(Record set begins)
use std::sync::Arc;

use crate::db::models::{CheckIn, CheckInConfig};
use crate::db::repos::{checkins, subjects};
use crate::db::DbPool;
use crate::engine::notify::Notifier;
use crate::error::AppError;

/// Escalation target for a pair: the explicit override, or the subject's
/// manager when the policy routes to managers.
pub fn resolve_target(
    pool: &DbPool,
    cfg: &CheckInConfig,
    user_id: &str,
    explicit: Option<&str>,
) -> Result<Option<String>, AppError> {
    if let Some(target) = explicit {
        return Ok(Some(target.to_string()));
    }
    if cfg.escalate_to_manager {
        return subjects::manager_of(pool, user_id);
    }
    Ok(None)
}

/// Shared CAS escalate + notify. An already-escalated row is a detected
/// no-op; the conflict is logged at debug and not propagated.
async fn escalate_row(
    pool: &DbPool,
    notifier: &Arc<dyn Notifier>,
    checkin_id: &str,
    target: Option<&str>,
    reason: &str,
    now: &str,
) -> Result<Option<CheckIn>, AppError> {
    match checkins::mark_escalated(pool, checkin_id, reason, target, now) {
        Ok(escalated) => {
            notifier.escalation_raised(&escalated, target, reason).await;
            Ok(Some(escalated))
        }
        Err(AppError::Conflict(msg)) => {
            tracing::debug!(checkin_id, "Escalation skipped: {msg}");
            Ok(None)
        }
        Err(e) => Err(e),
    }
}

/// Missed-cadence path: runs after every skip or expire. When the streak of
/// consecutive non-responded cycles reaches the policy threshold, the latest
/// cycle for the pair is escalated.
pub async fn check_missed_streak(
    pool: &DbPool,
    notifier: &Arc<dyn Notifier>,
    cfg: &CheckInConfig,
    task_id: &str,
    user_id: &str,
    now: &str,
) -> Result<Option<CheckIn>, AppError> {
    if cfg.auto_escalate_after_missed < 1 {
        return Ok(None);
    }
    let streak = checkins::missed_streak(pool, task_id, user_id)?;
    if streak < cfg.auto_escalate_after_missed {
        return Ok(None);
    }

    let latest = match checkins::latest_cycle(pool, task_id, user_id)? {
        Some(c) => c,
        None => return Ok(None),
    };

    let target = resolve_target(pool, cfg, user_id, None)?;
    if target.is_none() {
        tracing::warn!(
            task_id,
            user_id,
            streak,
            "Missed-streak threshold reached but no escalation target resolvable"
        );
        return Ok(None);
    }

    let reason = format!("auto: {streak} consecutive missed check-ins");
    escalate_row(pool, notifier, &latest.id, target.as_deref(), &reason, now).await
}

/// Friction path ("silent mode"): a response flagged with friction escalates
/// immediately when the policy routes to managers.
pub async fn friction_escalate(
    pool: &DbPool,
    notifier: &Arc<dyn Notifier>,
    cfg: &CheckInConfig,
    checkin: &CheckIn,
    now: &str,
) -> Result<Option<CheckIn>, AppError> {
    if !cfg.escalate_to_manager {
        return Ok(None);
    }
    let target = resolve_target(pool, cfg, &checkin.user_id, None)?;
    if target.is_none() {
        tracing::warn!(
            checkin_id = %checkin.id,
            user_id = %checkin.user_id,
            "Friction detected but no escalation target resolvable"
        );
        return Ok(None);
    }
    escalate_row(
        pool,
        notifier,
        &checkin.id,
        target.as_deref(),
        "friction detected in response",
        now,
    )
    .await
}
use serde::{Deserialize, Serialize};

use super::checkin::CheckIn;

/// Scope filters for the statistics aggregation.
#[derive(Debug, Clone, Default, Deserialize)]
pub struct StatsScope {
    pub team_id: Option<String>,
    pub user_id: Option<String>,
    /// Look-back window in days; None means all time.
    pub days: Option<i64>,
}

#[derive(Debug, Clone, Serialize)]
pub struct CheckInStatistics {
    pub total: i64,
    pub pending: i64,
    pub responded: i64,
    pub skipped: i64,
    pub expired: i64,
    pub escalated: i64,
    /// `100 * responded / total`, 0 when total is 0.
    pub response_rate: f64,
    /// Mean minutes between schedule and response, over rows with both
    /// timestamps. None when no such rows exist.
    pub avg_response_time_minutes: Option<f64>,
    pub friction_count: i64,
}

/// Filters for the manager feed.
#[derive(Debug, Clone, Default, Deserialize)]
pub struct FeedFilter {
    pub manager_id: Option<String>,
    pub needs_attention: Option<bool>,
    pub skip: Option<i64>,
    pub limit: Option<i64>,
}

/// One feed entry: a check-in annotated with attention routing.
#[derive(Debug, Clone, Serialize)]
pub struct FeedEntry {
    #[serde(flatten)]
    pub checkin: CheckIn,
    pub user_name: String,
    pub task_title: String,
    pub needs_attention: bool,
    pub attention_reason: Option<String>,
}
(Record set ends)
### Your goal
Looking at the records above, how many lines have the word "notify" in them? State the number only.

### Task answer
2